Essentially, the Noahic covenant does seven main things. It instructs
Noah and his sons to be fruitful and multiply in order to populate the earth.
It places all of the living things on the earth under human authority (and that
authority also contains the idea of responsibility – we are responsible for
what happens to God’s creation.) It forbids the eating of meat with blood still
in it. It forbids murder. It says that violence will be repaid by violence. In
the covenant, God promises that he will never again destroy all of the life on
the earth with a flood.

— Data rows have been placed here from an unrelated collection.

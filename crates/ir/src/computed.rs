//! Computed attributes
//!
//! A computed attribute is a read-only value derived from numeric columns of
//! the same entity, e.g. `available_quantity = quantity - reserved_quantity`.
//! Expressions are plain arithmetic: column names, numeric literals,
//! `+ - * /` and parentheses.

use blueprint_core::naming;
use blueprint_core::{EngineError, EngineResult, FieldType};
use serde::{Deserialize, Serialize};

use crate::Entity;

/// A read-only attribute computed from other columns
#[derive(Debug, Clone, PartialEq, Eq, Serialize, Deserialize)]
pub struct ComputedField {
    /// Attribute name (snake_case, e.g. "total_value")
    pub name: String,

    /// Arithmetic over column names (e.g. "current_quantity * unit_cost")
    pub expression: String,
}

#[derive(Debug, Clone, PartialEq, Eq)]
enum Token {
    Column(String),
    Number(String),
    Operator(char),
    Open,
    Close,
}

impl ComputedField {
    pub fn new(name: impl Into<String>, expression: impl Into<String>) -> Self {
        Self {
            name: name.into(),
            expression: expression.into(),
        }
    }

    /// camelCase JSON:API attribute name
    pub fn attribute(&self) -> String {
        naming::camel(&self.name)
    }

    /// Columns the expression reads, in order of first use
    pub fn columns(&self) -> EngineResult<Vec<String>> {
        let mut columns: Vec<String> = Vec::new();
        for token in self.tokens()? {
            if let Token::Column(name) = token {
                if !columns.contains(&name) {
                    columns.push(name);
                }
            }
        }
        Ok(columns)
    }

    /// PHP expression reading the columns from `subject` (e.g. `$this`)
    pub fn to_php(&self, subject: &str) -> EngineResult<String> {
        let parts: Vec<String> = self
            .tokens()?
            .into_iter()
            .map(|token| match token {
                Token::Column(name) => format!("{}->{}", subject, name),
                Token::Number(n) => n,
                Token::Operator(op) => op.to_string(),
                Token::Open => "(".to_string(),
                Token::Close => ")".to_string(),
            })
            .collect();

        let mut php = String::new();
        for (i, part) in parts.iter().enumerate() {
            let glued = part == ")" || (i > 0 && parts[i - 1] == "(");
            if i > 0 && !glued {
                php.push(' ');
            }
            php.push_str(part);
        }
        Ok(php)
    }

    /// Integer when every operand is an integer column or literal and no
    /// division is involved, decimal otherwise
    pub fn result_type(&self, entity: &Entity) -> EngineResult<FieldType> {
        for token in self.tokens()? {
            let decimal = match &token {
                Token::Operator('/') => true,
                Token::Number(n) => n.contains('.'),
                Token::Column(name) => entity
                    .get_field(name)
                    .is_some_and(|f| f.field_type != FieldType::Integer),
                _ => false,
            };
            if decimal {
                return Ok(FieldType::Decimal);
            }
        }
        Ok(FieldType::Integer)
    }

    fn error(&self, message: impl Into<String>) -> EngineError {
        EngineError::validation(format!(
            "Computed attribute '{}' ({}): {}",
            self.name,
            self.expression,
            message.into()
        ))
    }

    fn tokens(&self) -> EngineResult<Vec<Token>> {
        let tokens = self.scan()?;
        self.check_grammar(&tokens)?;
        Ok(tokens)
    }

    fn scan(&self) -> EngineResult<Vec<Token>> {
        let mut tokens = Vec::new();
        let mut chars = self.expression.chars().peekable();

        while let Some(&c) = chars.peek() {
            if c.is_whitespace() {
                chars.next();
            } else if c.is_ascii_alphabetic() || c == '_' {
                let mut name = String::new();
                while let Some(&c) = chars.peek() {
                    if c.is_ascii_alphanumeric() || c == '_' {
                        name.push(c);
                        chars.next();
                    } else {
                        break;
                    }
                }
                tokens.push(Token::Column(name));
            } else if c.is_ascii_digit() {
                let mut number = String::new();
                while let Some(&c) = chars.peek() {
                    if c.is_ascii_digit() || c == '.' {
                        number.push(c);
                        chars.next();
                    } else {
                        break;
                    }
                }
                if number.matches('.').count() > 1 || number.ends_with('.') {
                    return Err(self.error(format!("'{}' is not a number", number)));
                }
                tokens.push(Token::Number(number));
            } else {
                chars.next();
                tokens.push(match c {
                    '+' | '-' | '*' | '/' => Token::Operator(c),
                    '(' => Token::Open,
                    ')' => Token::Close,
                    other => return Err(self.error(format!("unexpected '{}'", other))),
                });
            }
        }

        if tokens.is_empty() {
            return Err(self.error("expression is empty"));
        }
        Ok(tokens)
    }

    /// Operands and operators must alternate; parentheses must balance
    fn check_grammar(&self, tokens: &[Token]) -> EngineResult<()> {
        let mut expect_operand = true;
        let mut depth = 0usize;

        for token in tokens {
            match token {
                Token::Column(_) | Token::Number(_) if expect_operand => expect_operand = false,
                Token::Open if expect_operand => depth += 1,
                Token::Operator(_) if !expect_operand => expect_operand = true,
                Token::Close if !expect_operand && depth > 0 => depth -= 1,
                _ => return Err(self.error("malformed expression")),
            }
        }

        if expect_operand || depth != 0 {
            return Err(self.error("incomplete expression"));
        }
        Ok(())
    }
}

#[cfg(test)]
mod tests {
    use super::*;
    use crate::Field;
    use pretty_assertions::assert_eq;

    fn batch() -> Entity {
        Entity::new("ProductBatch")
            .with_field(Field::new("current_quantity", FieldType::Decimal))
            .with_field(Field::new("unit_cost", FieldType::Decimal))
            .with_field(Field::new("quantity", FieldType::Integer))
            .with_field(Field::new("reserved_quantity", FieldType::Integer))
    }

    #[test]
    fn test_columns_in_first_use_order() {
        let computed = ComputedField::new("margin", "(unit_cost - quantity) * unit_cost");
        assert_eq!(computed.columns().unwrap(), vec!["unit_cost", "quantity"]);
    }

    #[test]
    fn test_to_php() {
        let total = ComputedField::new("total_value", "current_quantity * unit_cost");
        assert_eq!(
            total.to_php("$this").unwrap(),
            "$this->current_quantity * $this->unit_cost"
        );

        let nested = ComputedField::new("share", "(quantity-reserved_quantity)/ 2");
        assert_eq!(
            nested.to_php("$model").unwrap(),
            "($model->quantity - $model->reserved_quantity) / 2"
        );
    }

    #[test]
    fn test_result_type() {
        let entity = batch();
        let available = ComputedField::new("available_quantity", "quantity - reserved_quantity");
        assert_eq!(available.result_type(&entity).unwrap(), FieldType::Integer);

        let total = ComputedField::new("total_value", "current_quantity * unit_cost");
        assert_eq!(total.result_type(&entity).unwrap(), FieldType::Decimal);

        let half = ComputedField::new("half", "quantity / 2");
        assert_eq!(half.result_type(&entity).unwrap(), FieldType::Decimal);
    }

    #[test]
    fn test_malformed_expressions() {
        for expression in ["", "quantity -", "* quantity", "(quantity", "quantity)", "quantity % 2", "1.2.3"] {
            let computed = ComputedField::new("broken", expression);
            let err = computed.columns().unwrap_err();
            assert!(err.is_validation(), "{}: {}", expression, err);
        }
    }

    #[test]
    fn test_attribute_name() {
        assert_eq!(ComputedField::new("total_value", "1").attribute(), "totalValue");
    }

    #[test]
    fn test_serde_shape() {
        let computed: ComputedField =
            serde_json::from_str(r#"{ "name": "total_value", "expression": "a * b" }"#).unwrap();
        assert_eq!(computed, ComputedField::new("total_value", "a * b"));
    }
}
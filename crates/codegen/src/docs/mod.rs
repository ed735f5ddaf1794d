//! # Documentation
//!
//! Two outputs, both derived from the `module.json` snapshots of existing
//! modules:
//!
//! - [`markdown`]: `Modules/<Name>/docs/API.md` per module
//! - [`openapi`]: one OpenAPI 3.0 document for every module of the app

pub mod markdown;
pub mod openapi;

pub use markdown::{DOCS_FILE, render_module_docs, write_module_docs};
pub use openapi::{DEFAULT_OPENAPI_PATH, build_openapi, write_openapi};

use crate::GeneratorConfig;
use crate::generator::is_module_dir;
use blueprint_core::{EngineError, EngineResult};
use blueprint_ir::{Blueprint, load_snapshot};

/// Load the snapshot of an existing module
pub fn load_module(config: &GeneratorConfig, module: &str) -> EngineResult<Blueprint> {
    let dir = config.module_dir(module);
    if !is_module_dir(&dir) {
        return Err(EngineError::ModuleNotFound(module.to_string()));
    }
    load_snapshot(&dir)
}
//! OpenAPI 3.0 document covering every generated module
//!
//! Each entity contributes a collection path (`index`, `store`) and a member
//! path (`show`, `update`, `destroy`) under `/api/v1`, plus three schemas:
//! `<Entity>Attributes`, `<Entity>Resource` and `<Entity>Document`.

use super::load_module;
use crate::context::{EntityInfo, GenerationContext};
use crate::generator::discover_modules;
use crate::{GeneratorConfig, Transaction};
use blueprint_core::{EngineError, EngineResult, naming};
use blueprint_ir::Blueprint;
use serde_json::{Map, Value, json};
use std::path::{Path, PathBuf};
use tracing::{debug, info};

/// Default output path, relative to the app root
pub const DEFAULT_OPENAPI_PATH: &str = "storage/api-docs/openapi.json";

const OPENAPI_VERSION: &str = "3.0.3";

/// Build the document for a set of module blueprints
pub fn build_openapi(blueprints: &[Blueprint], config: &GeneratorConfig) -> EngineResult<Value> {
    let mut paths = Map::new();
    let mut schemas = Map::new();
    let mut tags = Vec::new();

    schemas.insert("Errors".to_string(), errors_schema());

    for blueprint in blueprints {
        let ctx = GenerationContext::new(blueprint, config)?;
        tags.push(json!({
            "name": ctx.module(),
            "description": format!("{} module", ctx.module()),
        }));

        for info in ctx.entities() {
            let name = info.name();
            let collection = format!("/{}", info.resource_type());
            let member = format!("/{}/{{id}}", info.resource_type());

            paths.insert(collection, collection_item(&info));
            paths.insert(member, member_item(&info));
            schemas.insert(format!("{}Attributes", name), attributes_schema(&info));
            schemas.insert(format!("{}Resource", name), resource_schema(&info));
            schemas.insert(
                format!("{}Document", name),
                json!({
                    "type": "object",
                    "properties": {
                        "data": { "$ref": schema_ref(&format!("{}Resource", name)) }
                    }
                }),
            );
        }
    }

    Ok(json!({
        "openapi": OPENAPI_VERSION,
        "info": {
            "title": "Module API",
            "version": "1.0.0",
        },
        "servers": [{ "url": "/api/v1" }],
        "tags": tags,
        "security": [{ "sanctum": [] }],
        "paths": paths,
        "components": {
            "securitySchemes": {
                "sanctum": { "type": "http", "scheme": "bearer" }
            },
            "schemas": schemas,
        },
    }))
}

/// Aggregate every module snapshot and write the document to `output`
/// (relative to the app root). Returns the number of modules covered.
pub fn write_openapi(config: &GeneratorConfig, output: &Path) -> EngineResult<usize> {
    let modules = discover_modules(config);
    let mut blueprints = Vec::with_capacity(modules.len());
    for module in &modules {
        debug!(module = %module, "Reading module snapshot");
        blueprints.push(load_module(config, module)?);
    }

    let document = build_openapi(&blueprints, config)?;
    let mut content = serde_json::to_string_pretty(&document)?;
    content.push('\n');

    let rel = relative_output(config, output)?;
    let mut tx = Transaction::begin(&config.app_root)?;
    tx.stage(&rel, &content, true)?;
    tx.commit()?;

    info!(modules = modules.len(), path = %rel.display(), "OpenAPI document written");
    Ok(modules.len())
}

fn relative_output(config: &GeneratorConfig, output: &Path) -> EngineResult<PathBuf> {
    if output.is_relative() {
        return Ok(output.to_path_buf());
    }
    output
        .strip_prefix(&config.app_root)
        .map(Path::to_path_buf)
        .map_err(|_| {
            EngineError::InvalidConfig(format!(
                "OpenAPI output '{}' is outside the application root",
                output.display()
            ))
        })
}

// ============================================================================
// Paths
// ============================================================================

fn collection_item(info: &EntityInfo<'_>) -> Value {
    let name = info.name();
    let tag = info.ctx.module();
    json!({
        "get": {
            "tags": [tag],
            "summary": format!("List {}", info.plural_studly()),
            "operationId": format!("index{}", name),
            "parameters": query_parameters(info),
            "responses": with_errors(
                json!({
                    "200": {
                        "description": "Paginated collection",
                        "content": { "application/vnd.api+json": { "schema": {
                            "type": "object",
                            "properties": {
                                "data": {
                                    "type": "array",
                                    "items": { "$ref": schema_ref(&format!("{}Resource", name)) }
                                }
                            }
                        }}}
                    }
                }),
                &["401", "403"],
            ),
        },
        "post": {
            "tags": [tag],
            "summary": format!("Create a {}", name),
            "operationId": format!("store{}", name),
            "requestBody": document_body(name),
            "responses": with_errors(
                json!({ "201": document_response(name, "Created") }),
                &["401", "403", "422"],
            ),
        },
    })
}

fn member_item(info: &EntityInfo<'_>) -> Value {
    let name = info.name();
    let tag = info.ctx.module();
    json!({
        "parameters": [{
            "name": "id",
            "in": "path",
            "required": true,
            "schema": { "type": "string" },
        }],
        "get": {
            "tags": [tag],
            "summary": format!("Show a {}", name),
            "operationId": format!("show{}", name),
            "responses": with_errors(
                json!({ "200": document_response(name, "Resource") }),
                &["401", "403", "404"],
            ),
        },
        "patch": {
            "tags": [tag],
            "summary": format!("Update a {}", name),
            "operationId": format!("update{}", name),
            "requestBody": document_body(name),
            "responses": with_errors(
                json!({ "200": document_response(name, "Updated") }),
                &["401", "403", "404", "422"],
            ),
        },
        "delete": {
            "tags": [tag],
            "summary": format!("Delete a {}", name),
            "operationId": format!("destroy{}", name),
            "responses": with_errors(
                json!({ "204": { "description": "Deleted" } }),
                &["401", "403", "404"],
            ),
        },
    })
}

fn query_parameters(info: &EntityInfo<'_>) -> Value {
    let mut includes: Vec<String> = info.relations().iter().map(|r| r.name.clone()).collect();
    includes.sort();

    json!([
        {
            "name": "filter",
            "in": "query",
            "style": "deepObject",
            "explode": true,
            "schema": { "type": "object" },
            "description": "Filter by attribute, e.g. filter[id][]=1",
        },
        {
            "name": "sort",
            "in": "query",
            "schema": { "type": "string" },
            "description": "Comma-separated attributes, prefix with - for descending",
        },
        {
            "name": "page[size]",
            "in": "query",
            "schema": { "type": "integer", "minimum": 1 },
        },
        {
            "name": "page[number]",
            "in": "query",
            "schema": { "type": "integer", "minimum": 1 },
        },
        {
            "name": "include",
            "in": "query",
            "schema": { "type": "string" },
            "description": format!("Related resources: {}", if includes.is_empty() {
                "none".to_string()
            } else {
                includes.join(", ")
            }),
        },
    ])
}

fn document_body(name: &str) -> Value {
    json!({
        "required": true,
        "content": { "application/vnd.api+json": { "schema": { "$ref": schema_ref(&format!("{}Document", name)) } } }
    })
}

fn document_response(name: &str, description: &str) -> Value {
    json!({
        "description": description,
        "content": { "application/vnd.api+json": { "schema": { "$ref": schema_ref(&format!("{}Document", name)) } } }
    })
}

fn with_errors(mut responses: Value, statuses: &[&str]) -> Value {
    if let Some(map) = responses.as_object_mut() {
        for status in statuses {
            map.insert(status.to_string(), error_response(status));
        }
    }
    responses
}

fn error_response(status: &str) -> Value {
    let description = match status {
        "401" => "Unauthenticated",
        "403" => "Forbidden",
        "404" => "Not found",
        "422" => "Validation failed",
        _ => "Error",
    };
    json!({
        "description": description,
        "content": { "application/vnd.api+json": { "schema": { "$ref": schema_ref("Errors") } } }
    })
}

// ============================================================================
// Schemas
// ============================================================================

fn schema_ref(name: &str) -> String {
    format!("#/components/schemas/{}", name)
}

fn attributes_schema(info: &EntityInfo<'_>) -> Value {
    let mut properties = Map::new();
    let mut required = Vec::new();

    for column in info.columns() {
        let attribute = naming::camel(&column.name);
        let (kind, format) = column.field_type.openapi_type();
        let mut schema = Map::new();
        schema.insert("type".to_string(), json!(kind));
        if let Some(format) = format {
            schema.insert("format".to_string(), json!(format));
        }
        if column.nullable {
            schema.insert("nullable".to_string(), json!(true));
        } else {
            required.push(attribute.clone());
        }
        properties.insert(attribute, Value::Object(schema));
    }
    for computed in info.computed() {
        let (kind, format) = computed.field_type.openapi_type();
        let mut schema = Map::new();
        schema.insert("type".to_string(), json!(kind));
        if let Some(format) = format {
            schema.insert("format".to_string(), json!(format));
        }
        schema.insert("readOnly".to_string(), json!(true));
        properties.insert(computed.attribute.clone(), Value::Object(schema));
    }
    for stamp in ["createdAt", "updatedAt"] {
        properties.insert(
            stamp.to_string(),
            json!({ "type": "string", "format": "date-time", "readOnly": true }),
        );
    }

    json!({
        "type": "object",
        "required": required,
        "properties": properties,
    })
}

fn resource_schema(info: &EntityInfo<'_>) -> Value {
    json!({
        "type": "object",
        "required": ["type", "attributes"],
        "properties": {
            "type": { "type": "string", "enum": [info.resource_type()] },
            "id": { "type": "string", "readOnly": true },
            "attributes": { "$ref": schema_ref(&format!("{}Attributes", info.name())) },
        },
    })
}

fn errors_schema() -> Value {
    json!({
        "type": "object",
        "properties": {
            "errors": {
                "type": "array",
                "items": {
                    "type": "object",
                    "properties": {
                        "status": { "type": "string" },
                        "title": { "type": "string" },
                        "detail": { "type": "string" },
                        "source": {
                            "type": "object",
                            "properties": { "pointer": { "type": "string" } }
                        }
                    }
                }
            }
        }
    })
}

#[cfg(test)]
mod tests {
    use super::*;
    use crate::Generator;
    use crate::test_support::{fixed_config, fixed_timestamp, inventory};
    use blueprint_core::FieldType;
    use blueprint_ir::{Entity, Field};
    use pretty_assertions::assert_eq;
    use tempfile::tempdir;

    fn document() -> Value {
        build_openapi(&[inventory()], &fixed_config()).unwrap()
    }

    #[test]
    fn test_document_header() {
        let doc = document();
        assert_eq!(doc["openapi"], "3.0.3");
        assert_eq!(doc["servers"][0]["url"], "/api/v1");
        assert_eq!(doc["tags"][0]["name"], "Inventory");
    }

    #[test]
    fn test_paths_per_entity() {
        let doc = document();
        let paths = doc["paths"].as_object().unwrap();
        assert_eq!(paths.len(), 10);
        assert!(paths.contains_key("/stock-levels"));
        assert!(paths.contains_key("/stock-levels/{id}"));

        let index = &doc["paths"]["/warehouses"]["get"];
        assert_eq!(index["operationId"], "indexWarehouse");
        assert!(index["responses"]["401"].is_object());
        assert_eq!(index["parameters"][2]["name"], "page[size]");

        let destroy = &doc["paths"]["/warehouses/{id}"]["delete"];
        assert!(destroy["responses"]["204"].is_object());
        assert!(destroy["responses"]["404"].is_object());
        assert!(doc["paths"]["/warehouses/{id}"]["patch"]["responses"]["422"].is_object());
    }

    #[test]
    fn test_attribute_schema() {
        let doc = document();
        let warehouse = &doc["components"]["schemas"]["WarehouseAttributes"];
        assert_eq!(warehouse["properties"]["capacity"]["type"], "number");
        assert_eq!(warehouse["properties"]["capacity"]["nullable"], true);
        assert_eq!(warehouse["required"], json!(["name", "code"]));

        let location = &doc["components"]["schemas"]["LocationAttributes"];
        assert_eq!(location["properties"]["warehouseId"]["type"], "integer");

        let product = &doc["components"]["schemas"]["ProductAttributes"];
        assert_eq!(product["properties"]["grossPrice"]["type"], "number");
        assert_eq!(product["properties"]["grossPrice"]["readOnly"], true);
        assert!(!product["required"].as_array().unwrap().contains(&json!("grossPrice")));

        let resource = &doc["components"]["schemas"]["StockLevelResource"];
        assert_eq!(resource["properties"]["type"]["enum"][0], "stock-levels");
    }

    #[test]
    fn test_multiple_modules() {
        let sales = Blueprint::new("Sales").with_entity(
            Entity::new("Customer").with_field(Field::new("email", FieldType::String).unique()),
        );
        let doc = build_openapi(&[inventory(), sales], &fixed_config()).unwrap();
        assert_eq!(doc["tags"].as_array().unwrap().len(), 2);
        assert!(doc["paths"]["/customers"].is_object());
    }

    #[test]
    fn test_write_openapi() {
        let dir = tempdir().unwrap();
        let config = GeneratorConfig::new()
            .with_app_root(dir.path())
            .with_timestamp(fixed_timestamp());
        Generator::new(config.clone())
            .generate_and_write(&inventory())
            .unwrap();

        let count = write_openapi(&config, Path::new(DEFAULT_OPENAPI_PATH)).unwrap();
        assert_eq!(count, 1);

        let written = std::fs::read_to_string(dir.path().join(DEFAULT_OPENAPI_PATH)).unwrap();
        let doc: Value = serde_json::from_str(&written).unwrap();
        assert!(doc["paths"]["/products/{id}"].is_object());
    }

    #[test]
    fn test_output_outside_root_is_rejected() {
        let dir = tempdir().unwrap();
        let config = GeneratorConfig::new().with_app_root(dir.path());
        let err = write_openapi(&config, Path::new("/elsewhere/openapi.json")).unwrap_err();
        assert!(matches!(err, EngineError::InvalidConfig(_)));
    }
}
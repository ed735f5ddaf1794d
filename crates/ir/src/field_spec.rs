//! Inline field list parser
//!
//! Parses the `<fields>` argument of `module:blueprint`:
//!
//! ```text
//! name:string,code:string:unique,capacity:decimal:nullable
//! ```
//!
//! Each entry is `name:type` followed by any of the `nullable` / `unique`
//! modifiers in any order. A missing type defaults to `string`.

use crate::field::Field;
use blueprint_core::naming;
use blueprint_core::{EngineError, EngineResult, FieldType};
use std::collections::HashSet;

/// Parse one `name:type[:modifier...]` entry
pub fn parse_field(entry: &str) -> EngineResult<Field> {
    let mut parts = entry.split(':').map(str::trim);

    let name = parts.next().unwrap_or_default();
    if name.is_empty() {
        return Err(EngineError::field_spec(entry, "missing field name"));
    }
    if !naming::is_identifier(name) {
        return Err(EngineError::field_spec(
            entry,
            format!("'{}' is not a valid column name", name),
        ));
    }

    let field_type = match parts.next() {
        None | Some("") => FieldType::String,
        Some(t) => t
            .parse::<FieldType>()
            .map_err(|_| EngineError::field_spec(entry, format!("unknown type '{}'", t)))?,
    };

    let mut field = Field::new(name, field_type);
    for modifier in parts {
        match modifier.to_ascii_lowercase().as_str() {
            "nullable" | "null" => field.nullable = true,
            "unique" => field.unique = true,
            other => {
                return Err(EngineError::field_spec(
                    entry,
                    format!("unknown modifier '{}'", other),
                ));
            }
        }
    }
    Ok(field)
}

/// Parse a comma-separated field list
pub fn parse_fields(spec: &str) -> EngineResult<Vec<Field>> {
    let entries: Vec<&str> = spec
        .split(',')
        .map(str::trim)
        .filter(|e| !e.is_empty())
        .collect();

    if entries.is_empty() {
        return Err(EngineError::field_spec(spec, "no fields given"));
    }

    let mut seen = HashSet::new();
    let mut fields = Vec::with_capacity(entries.len());
    for entry in entries {
        let field = parse_field(entry)?;
        if !seen.insert(field.name.clone()) {
            return Err(EngineError::field_spec(
                spec,
                format!("field '{}' is listed twice", field.name),
            ));
        }
        fields.push(field);
    }
    Ok(fields)
}

// ============================================================================
// Tests
// ============================================================================

#[cfg(test)]
mod tests {
    use super::*;
    use pretty_assertions::assert_eq;

    #[test]
    fn test_parse_simple_list() {
        let fields = parse_fields("name:string,code:string:unique,capacity:decimal:nullable").unwrap();
        assert_eq!(fields.len(), 3);
        assert_eq!(fields[1], Field::new("code", FieldType::String).unique());
        assert_eq!(fields[2], Field::new("capacity", FieldType::Decimal).nullable());
    }

    #[test]
    fn test_modifiers_in_any_order() {
        let field = parse_field("sku:string:unique:nullable").unwrap();
        assert!(field.unique && field.nullable);
        let field = parse_field("sku:string:nullable:unique").unwrap();
        assert!(field.unique && field.nullable);
    }

    #[test]
    fn test_missing_type_defaults_to_string() {
        assert_eq!(parse_field("label").unwrap().field_type, FieldType::String);
    }

    #[test]
    fn test_whitespace_is_ignored() {
        let fields = parse_fields(" name : string , active:boolean ,").unwrap();
        assert_eq!(fields[0].name, "name");
        assert_eq!(fields[1].field_type, FieldType::Boolean);
    }

    #[test]
    fn test_errors() {
        assert!(matches!(
            parse_fields(""),
            Err(EngineError::InvalidFieldSpec { .. })
        ));
        assert!(parse_field("price:money").is_err());
        assert!(parse_field("price:decimal:indexed").is_err());
        assert!(parse_field(":string").is_err());
        assert!(parse_field("unit-cost:decimal").is_err());
        assert!(parse_fields("name:string,name:text").is_err());
    }
}
//! Module route file generation
//!
//! Every entity is registered as a JSON:API resource on the module's server
//! (named after the snake_case module) under the `v1` prefix, behind
//! `auth:sanctum`. The host application includes the file through the
//! integration writer.

use crate::GeneratedFile;
use crate::context::GenerationContext;
use crate::templates::{StubKind, StubRenderer};
use crate::views::ModuleViews;
use blueprint_core::EngineResult;
use minijinja::context;

/// Module-relative path of the route file
pub const ROUTES_FILE: &str = "routes/api.php";

/// Generate `routes/api.php` of the module
pub fn generate_routes(
    ctx: &GenerationContext,
    views: &ModuleViews,
    stubs: &StubRenderer,
) -> EngineResult<Vec<GeneratedFile>> {
    let content = stubs.render(
        StubKind::Routes,
        context! { module => &views.module, entities => &views.entities },
    )?;
    Ok(vec![GeneratedFile::php(ctx.module_path(ROUTES_FILE), content)])
}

And God places a rainbow in the sky as a sign of this
covenant for all of the ages to come.
Basically, the Noahic Covenant covered all of the major elements of the
Covenant that God made with Adam. In this, Noah becomes the second Adam –
except that Paul calls Jesus the second Adam, so maybe it is better to call Noah
the Adam 1.5. God hadn’t changed his expectations of man since the days of
Adam. His expectations remained consistent. And even after Adam and then Cain
and the other descendant of Adam had totally messed up on what it was that God
wanted from them, God still desired to bless them. And that is the point of the
promise that God makes with Noah.
And it is still the promise that God wants to make with us. Despite of
the number of times that we blow it, God’s purpose is still to bless.